On the gated campus, where the hills slide into the flats of East Oakland, the fall semester had begun four months ago amid meadows manicured by a small army of Mexican laborers. New students wore excited faces, returnees were happy to reunite with friends, and faculty geared up to start a new year. Only the staff who worked year-round were ambivalent, some among them blue that the summer of an empty campus had ended too soon.

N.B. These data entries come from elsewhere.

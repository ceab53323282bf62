//! Per-column rasterization of visible walls against the occlusion buffers.
//!
//! Rows are bottom-up inside this module.  For column `x` the rows
//! `floor_y[x] ..= ceil_y[x]` are still unpainted; a column is closed once
//! `floor_y[x] > ceil_y[x]`.

use glam::Vec2;

use super::clip::{on_segment, ray_end};
use super::frame::RenderContext;
use super::visibility::VisibleWall;
use crate::{
    renderer::{
        Renderer, Rgba,
        shading::{ceiling_colour, floor_colour, shade, wall_colour},
    },
    world::geometry::intersect_segments,
};

/// Per-column bookkeeping standing in for a depth buffer.
#[derive(Clone, Debug, PartialEq)]
pub struct Occlusion {
    /// Depth of the solid wall drawn in the column; `INFINITY` when unset.
    pub nearest_depth: Vec<f32>,
    /// Lowest unpainted row, counted from the bottom.
    pub floor_y: Vec<i32>,
    /// Highest unpainted row.
    pub ceil_y: Vec<i32>,
}

impl Occlusion {
    pub fn new(w: usize, h: usize) -> Self {
        Self {
            nearest_depth: vec![f32::INFINITY; w],
            floor_y: vec![0; w],
            ceil_y: vec![h as i32 - 1; w],
        }
    }

    #[inline]
    pub fn is_open(&self, x: usize) -> bool {
        self.floor_y[x] <= self.ceil_y[x]
    }

    /// Clamp a projected row into the open interval of column `x`.
    #[inline]
    fn clamp_row(&self, x: usize, row: f32) -> i32 {
        (row.floor() as i32).clamp(self.floor_y[x], self.ceil_y[x])
    }
}

/// Emit bottom-up rows `lo ..= hi` of column `x`, if non-empty.
fn paint<R: Renderer>(ctx: &RenderContext, target: &mut R, x: usize, lo: i32, hi: i32, c: Rgba) {
    if lo > hi {
        return;
    }
    let s = &ctx.screen;
    target.draw_column(x, s.to_buffer_row(hi), s.to_buffer_row(lo), c);
}

/// Rasterize one visible wall.  Returns the number of columns it touched.
pub fn rasterize_wall<R: Renderer>(
    ctx: &RenderContext,
    occ: &mut Occlusion,
    vw: &VisibleWall,
    target: &mut R,
) -> usize {
    let screen = &ctx.screen;
    let cw = &vw.clipped;
    let Some((x_first, x_last)) = screen.column_span(cw.bearing_a, cw.bearing_b) else {
        return 0;
    };
    let Some(sector) = ctx.world.sector(vw.sector) else {
        return 0;
    };
    let back = vw.portal.and_then(|id| ctx.world.sector(id));

    let base = wall_colour(vw.wall, vw.sector);
    let floor_c = floor_colour(vw.sector);
    let ceil_c = ceiling_colour(vw.sector);
    let eye_z = ctx.camera.z;

    let mut drawn = 0;
    // Screen right to left.
    for x in (x_first..=x_last).rev() {
        if !occ.is_open(x) {
            continue;
        }

        /* 1. depth along this column's ray ------------------------------*/
        // Centre rays of the span's outer columns can pass beside the
        // segment; the line through it does not count.
        let bearing = screen.column_to_bearing(x as f32 + 0.5);
        let ray = ray_end(bearing, ctx.config.ray_length);
        let Some(hit) = intersect_segments(Vec2::ZERO, ray, cw.a, cw.b)
            .filter(|&h| on_segment(h, cw.a, cw.b))
        else {
            continue;
        };
        let depth = hit.y;
        if !depth.is_finite() || depth <= 0.0 {
            continue;
        }

        /* 2. nearer solid wall already here -----------------------------*/
        if depth >= occ.nearest_depth[x] {
            continue;
        }

        /* 3. project this sector's floor and ceiling --------------------*/
        let floor_row = occ.clamp_row(x, screen.row_of(sector.floor_z, eye_z, depth));
        let ceil_row = occ
            .clamp_row(x, screen.row_of(sector.ceil_z, eye_z, depth))
            .max(floor_row);
        let wall_c = shade(base, depth, ctx.config.fog_density);

        paint(ctx, target, x, occ.floor_y[x], floor_row - 1, floor_c);
        paint(ctx, target, x, ceil_row + 1, occ.ceil_y[x], ceil_c);

        match back {
            /* 4. solid: fill the span and close the column --------------*/
            None => {
                paint(ctx, target, x, floor_row, ceil_row, wall_c);
                occ.nearest_depth[x] = depth;
                occ.floor_y[x] = ceil_row + 1;
                occ.ceil_y[x] = floor_row - 1;
            }

            /* 5. portal: paint the steps, keep the opening --------------*/
            Some(next) => {
                let next_floor = occ.clamp_row(x, screen.row_of(next.floor_z, eye_z, depth));
                let next_ceil = occ.clamp_row(x, screen.row_of(next.ceil_z, eye_z, depth));

                let open_lo = next_floor.max(floor_row);
                let open_hi = next_ceil.min(ceil_row);

                // lower step: the neighbour's floor is higher
                let lower_end = open_lo.min(ceil_row + 1);
                paint(ctx, target, x, floor_row, lower_end - 1, wall_c);
                // upper step: the neighbour's ceiling is lower
                paint(ctx, target, x, (open_hi + 1).max(lower_end), ceil_row, wall_c);

                occ.floor_y[x] = open_lo;
                occ.ceil_y[x] = open_hi;
            }
        }
        drawn += 1;
    }
    drawn
}

/*====================================================================*/
/*                                Tests                                */
/*====================================================================*/
#[cfg(test)]
mod tests {
    use super::*;
    use crate::{
        config::RenderConfig,
        engine::clip::ClippedWall,
        world::{Camera, Sector, Wall, World},
    };
    use glam::vec2;

    /// Remembers the order columns arrive in.
    #[derive(Default)]
    struct Recorder {
        columns: Vec<usize>,
    }

    impl Renderer for Recorder {
        fn begin_frame(&mut self, _w: usize, _h: usize, _clear: Rgba) {
            self.columns.clear();
        }

        fn draw_column(&mut self, x: usize, _y_top: usize, _y_bot: usize, _colour: Rgba) {
            if self.columns.last() != Some(&x) {
                self.columns.push(x);
            }
        }

        fn draw_line(&mut self, _x0: i32, _y0: i32, _x1: i32, _y1: i32, _colour: Rgba) {}

        fn end_frame<F>(&mut self, _submit: F)
        where
            F: FnOnce(&[Rgba], usize, usize),
        {
        }
    }

    fn room() -> World {
        let sector = Sector {
            id: 0,
            tag: 1,
            first_wall: 0,
            wall_count: 1,
            floor_z: 0.0,
            ceil_z: 3.0,
        };
        World::new(vec![sector], vec![Wall::solid(vec2(-1.0, 5.0), vec2(1.0, 5.0))])
    }

    /// Solid wall 5 units ahead, from camera-space x = -1 to 1, claiming the
    /// bearing span `[-half_span, half_span]`.
    fn ahead(half_span: f32) -> VisibleWall {
        VisibleWall {
            wall: 0,
            sector: 0,
            portal: None,
            clipped: ClippedWall {
                a: vec2(-1.0, 5.0),
                b: vec2(1.0, 5.0),
                bearing_a: half_span,
                bearing_b: -half_span,
            },
        }
    }

    #[test]
    fn columns_arrive_right_to_left() {
        let world = room();
        let cam = Camera::new(Vec2::ZERO, 1.5, 0.0, 0);
        let cfg = RenderConfig::default().with_size(64, 48);
        let ctx = RenderContext::new(&world, &cam, &cfg);

        let mut rec = Recorder::default();
        let mut occ = Occlusion::new(cfg.width, cfg.height);
        let drawn = rasterize_wall(&ctx, &mut occ, &ahead(0.19), &mut rec);

        assert!(drawn > 1);
        assert_eq!(rec.columns.len(), drawn);
        assert!(rec.columns.windows(2).all(|w| w[0] > w[1]), "{:?}", rec.columns);
    }

    #[test]
    fn rays_beside_the_segment_paint_nothing() {
        let world = room();
        let cam = Camera::new(Vec2::ZERO, 1.5, 0.0, 0);
        let cfg = RenderConfig::default().with_size(64, 48);
        let ctx = RenderContext::new(&world, &cam, &cfg);

        // The segment subtends columns ~24..40; the claimed span is wider.
        let mut rec = Recorder::default();
        let mut occ = Occlusion::new(cfg.width, cfg.height);
        let drawn = rasterize_wall(&ctx, &mut occ, &ahead(0.5), &mut rec);

        assert_eq!(drawn, 16);
        assert_eq!(rec.columns, (24..40).rev().collect::<Vec<_>>());
        for x in (11..24).chain(40..53) {
            assert!(occ.is_open(x), "column {x}");
            assert!(occ.nearest_depth[x].is_infinite(), "column {x}");
        }
    }

    #[test]
    fn fresh_buffers_are_open_everywhere() {
        let occ = Occlusion::new(4, 10);
        assert!((0..4).all(|x| occ.is_open(x)));
        assert_eq!(occ.floor_y, vec![0; 4]);
        assert_eq!(occ.ceil_y, vec![9; 4]);
        assert!(occ.nearest_depth.iter().all(|d| d.is_infinite()));
    }

    #[test]
    fn clamp_row_stays_inside_the_open_interval() {
        let mut occ = Occlusion::new(1, 10);
        occ.floor_y[0] = 2;
        occ.ceil_y[0] = 6;
        assert_eq!(occ.clamp_row(0, -40.0), 2);
        assert_eq!(occ.clamp_row(0, 4.7), 4);
        assert_eq!(occ.clamp_row(0, 1e9), 6);
        assert_eq!(occ.clamp_row(0, f32::NAN), 2);
    }

    #[test]
    fn closed_column_is_not_open() {
        let mut occ = Occlusion::new(1, 10);
        occ.floor_y[0] = 6;
        occ.ceil_y[0] = 5;
        assert!(!occ.is_open(0));
    }
}
use glam::Vec2;
use std::ops::Range;

use super::geometry::side_of;

pub type SectorId = u16;
pub type WallId = u16;

/// Runtime snapshot of one map (immutable after load).
#[derive(Clone, Debug, Default)]
pub struct World {
    pub sectors: Vec<Sector>,
    pub walls: Vec<Wall>,
}

/*--------------------------- walls ----------------------------------*/

/// Directed boundary edge `a → b` of a sector.
#[derive(Clone, Copy, Debug, PartialEq)]
pub struct Wall {
    pub a: Vec2,
    pub b: Vec2,
    /// Sector visible through this edge; `None` for a solid wall.
    pub portal: Option<SectorId>,
}

impl Wall {
    pub fn solid(a: Vec2, b: Vec2) -> Self {
        Self { a, b, portal: None }
    }

    pub fn portal(a: Vec2, b: Vec2, to: SectorId) -> Self {
        Self {
            a,
            b,
            portal: Some(to),
        }
    }

    #[inline]
    pub fn is_portal(&self) -> bool {
        self.portal.is_some()
    }
}

/*--------------------------- sectors --------------------------------*/

/// Convex room.  Walls are wound counter-clockwise (interior on the left).
#[derive(Clone, Debug, PartialEq)]
pub struct Sector {
    pub id: SectorId,
    /// Numeric id as written in the level file.
    pub tag: u32,
    pub first_wall: WallId,
    pub wall_count: u16,
    pub floor_z: f32,
    pub ceil_z: f32,
}

impl Sector {
    #[inline]
    pub fn wall_ids(&self) -> Range<WallId> {
        self.first_wall..self.first_wall + self.wall_count
    }
}

// ──────────────────────────────────────────────────────────────────────────
//                       World – public helpers
// ──────────────────────────────────────────────────────────────────────────
impl World {
    pub fn new(sectors: Vec<Sector>, walls: Vec<Wall>) -> Self {
        Self { sectors, walls }
    }

    #[inline]
    pub fn sector(&self, id: SectorId) -> Option<&Sector> {
        self.sectors.get(id as usize)
    }

    #[inline]
    pub fn wall(&self, id: WallId) -> &Wall {
        &self.walls[id as usize]
    }

    /// Walls of `sector` in stored order, paired with their arena ids.
    pub fn walls_of<'a>(
        &'a self,
        sector: &'a Sector,
    ) -> impl Iterator<Item = (WallId, &'a Wall)> + 'a {
        sector.wall_ids().map(move |id| (id, self.wall(id)))
    }

    /// Strict half-plane test: `p` must lie left of every wall.  A point on
    /// an edge counts as outside.
    pub fn inside(&self, p: Vec2, sector: &Sector) -> bool {
        self.walls_of(sector).all(|(_, w)| side_of(p, w.a, w.b) > 0.0)
    }

    /// First sector (ascending id) containing `p`.
    pub fn locate(&self, p: Vec2) -> Option<SectorId> {
        self.sectors
            .iter()
            .find(|s| self.inside(p, s))
            .map(|s| s.id)
    }
}

/*====================================================================*/
/*                                Tests                                */
/*====================================================================*/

Not Gholam. Tasked with keeping the computers humming on campus, his job takes him everywhere. He meets interesting people and enrolls in a class now and then. In a literature class last spring he had met Keisha, a resumer student. They had a blast working on a project together, and over the summer they cemented into a couple.
The pair spent their Labor Day weekend together, one day at the beach, another on a Berkeley excursion, the third at home, mostly in bed, their lovemaking mixed with conversations over tea. On weekends Gholam keeps a samovar going, with a ready supply of tea, sugar cubes, and mint. They eventually fell asleep, thoroughly exhausted.
When the phone woke him, Gholam’s eyes barely opened. The clock read 1:13 a.m. Calls this late scared him. Such a call had brought news of his father’s death. And that of the execution of a boyhood friend in Evin Prison. If his placid life here in Oakland was yin, his past in Iran was yang. Always a phone call away.
He picked up the phone and swung his body out of bed. When he needed to jot something down, he reached with his free hand to switch on the nightstand lamp. In the soft light, Keisha’s red-brown face glowed. Though he kept his voice low, she woke up. She didn’t understand Farsi but her eyes reacted to the tone of his voice — first quizzical, then alarmed, eventually patient.
Hanging up, he stroked Keisha’s arms. “I have to go back.”
“For good?”
He shook his head. “For a visit. Mother’s in the hospital. I’ll go during winter break.”
“Shouldn’t you leave sooner?”
“That’ll be soon enough. Let’s go back to sleep.” He put his head down on the pillow.
“Promise me you’ll be safe.”
He turned, pulled her close, and whispered, “One never knows. But more than anything else in the world, I want to come back to you.”
“Inshallah then,” she said, hugging him tight.
He nodded, but as he drifted back to sleep, he thought how people used that phrase to suggest hope, but it meant more like, It might take a miracle.
In the morning, Gholam drove to work in a meditative state. At eighteen, lurching from life as a teenager in Tehran to a foreign student in Detroit, he had wanted nothing more than the fall of the shah. Twenty years after the revolution, its dreams hijacked by the mullahs, his own yearnings for a socialist outcome long buried, Gholam now wanted nothing more than the love of a woman.